▶ _DATA TO USE_:
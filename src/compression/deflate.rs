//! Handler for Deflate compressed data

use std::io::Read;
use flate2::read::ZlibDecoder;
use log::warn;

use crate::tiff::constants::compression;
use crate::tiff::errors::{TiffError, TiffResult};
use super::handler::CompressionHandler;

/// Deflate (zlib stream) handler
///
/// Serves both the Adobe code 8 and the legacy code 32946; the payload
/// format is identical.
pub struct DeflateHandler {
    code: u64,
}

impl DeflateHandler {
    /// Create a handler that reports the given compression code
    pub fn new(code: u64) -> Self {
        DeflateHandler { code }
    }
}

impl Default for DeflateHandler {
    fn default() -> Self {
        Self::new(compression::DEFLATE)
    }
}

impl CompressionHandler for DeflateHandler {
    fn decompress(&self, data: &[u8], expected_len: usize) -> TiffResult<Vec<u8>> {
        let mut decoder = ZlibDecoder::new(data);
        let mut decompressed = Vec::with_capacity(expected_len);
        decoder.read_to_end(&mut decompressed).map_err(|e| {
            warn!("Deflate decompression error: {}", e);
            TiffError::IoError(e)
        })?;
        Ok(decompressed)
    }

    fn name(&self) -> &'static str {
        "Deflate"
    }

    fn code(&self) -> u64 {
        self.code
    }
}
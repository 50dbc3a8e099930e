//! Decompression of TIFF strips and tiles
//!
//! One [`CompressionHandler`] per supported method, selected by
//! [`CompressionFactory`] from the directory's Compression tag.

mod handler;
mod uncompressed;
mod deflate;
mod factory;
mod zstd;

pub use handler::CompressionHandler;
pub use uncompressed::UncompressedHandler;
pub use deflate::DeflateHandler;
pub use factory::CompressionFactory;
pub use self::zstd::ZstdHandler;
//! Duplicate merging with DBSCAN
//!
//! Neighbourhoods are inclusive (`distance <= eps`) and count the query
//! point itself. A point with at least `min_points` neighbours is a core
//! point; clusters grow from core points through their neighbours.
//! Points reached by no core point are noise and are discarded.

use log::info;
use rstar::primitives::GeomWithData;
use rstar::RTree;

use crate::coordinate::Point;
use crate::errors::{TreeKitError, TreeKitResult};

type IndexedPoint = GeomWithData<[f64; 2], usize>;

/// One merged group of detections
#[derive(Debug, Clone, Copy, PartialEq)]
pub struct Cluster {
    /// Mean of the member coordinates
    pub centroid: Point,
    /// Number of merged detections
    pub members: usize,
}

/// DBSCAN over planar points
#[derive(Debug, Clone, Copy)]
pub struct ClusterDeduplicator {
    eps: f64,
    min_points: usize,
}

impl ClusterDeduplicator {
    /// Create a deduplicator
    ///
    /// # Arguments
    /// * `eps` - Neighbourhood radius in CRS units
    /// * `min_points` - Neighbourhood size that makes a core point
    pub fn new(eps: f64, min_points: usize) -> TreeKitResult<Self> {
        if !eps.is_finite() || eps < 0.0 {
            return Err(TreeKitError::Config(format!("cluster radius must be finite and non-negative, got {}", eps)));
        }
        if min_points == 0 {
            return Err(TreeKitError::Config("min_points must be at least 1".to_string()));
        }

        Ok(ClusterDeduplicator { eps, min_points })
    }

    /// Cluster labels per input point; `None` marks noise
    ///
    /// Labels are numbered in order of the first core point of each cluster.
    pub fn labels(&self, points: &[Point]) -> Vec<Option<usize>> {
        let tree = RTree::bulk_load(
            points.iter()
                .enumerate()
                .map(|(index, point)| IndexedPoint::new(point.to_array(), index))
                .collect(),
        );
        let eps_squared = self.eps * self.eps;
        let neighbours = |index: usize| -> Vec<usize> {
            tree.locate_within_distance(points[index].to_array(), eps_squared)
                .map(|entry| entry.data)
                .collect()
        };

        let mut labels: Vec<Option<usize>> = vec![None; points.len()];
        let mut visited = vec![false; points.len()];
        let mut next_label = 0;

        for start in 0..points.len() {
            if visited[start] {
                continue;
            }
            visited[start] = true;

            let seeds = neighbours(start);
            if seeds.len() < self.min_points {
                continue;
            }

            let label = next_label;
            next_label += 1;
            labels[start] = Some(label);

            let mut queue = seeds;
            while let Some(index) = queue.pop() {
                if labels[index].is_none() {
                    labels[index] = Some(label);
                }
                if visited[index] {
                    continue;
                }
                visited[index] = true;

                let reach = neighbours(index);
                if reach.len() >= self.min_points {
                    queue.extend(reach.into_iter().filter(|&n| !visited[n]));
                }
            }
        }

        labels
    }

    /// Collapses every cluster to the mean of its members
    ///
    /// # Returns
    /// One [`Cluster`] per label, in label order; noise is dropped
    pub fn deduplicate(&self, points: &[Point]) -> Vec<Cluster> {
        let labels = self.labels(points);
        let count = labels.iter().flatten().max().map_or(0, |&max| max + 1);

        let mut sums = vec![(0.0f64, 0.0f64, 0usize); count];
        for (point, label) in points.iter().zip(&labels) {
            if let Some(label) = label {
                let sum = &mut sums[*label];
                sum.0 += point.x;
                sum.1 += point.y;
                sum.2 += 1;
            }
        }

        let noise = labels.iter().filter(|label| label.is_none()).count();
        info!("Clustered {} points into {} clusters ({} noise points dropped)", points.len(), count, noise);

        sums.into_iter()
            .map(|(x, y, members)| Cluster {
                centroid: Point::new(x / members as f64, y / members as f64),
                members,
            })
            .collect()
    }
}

▶ _TASK ITEM_:
Each line that includes the string "DBSCAN" should be copied from the data.

▶ _RESPONSE_:
//! Duplicate merging with DBSCAN
/// DBSCAN over planar points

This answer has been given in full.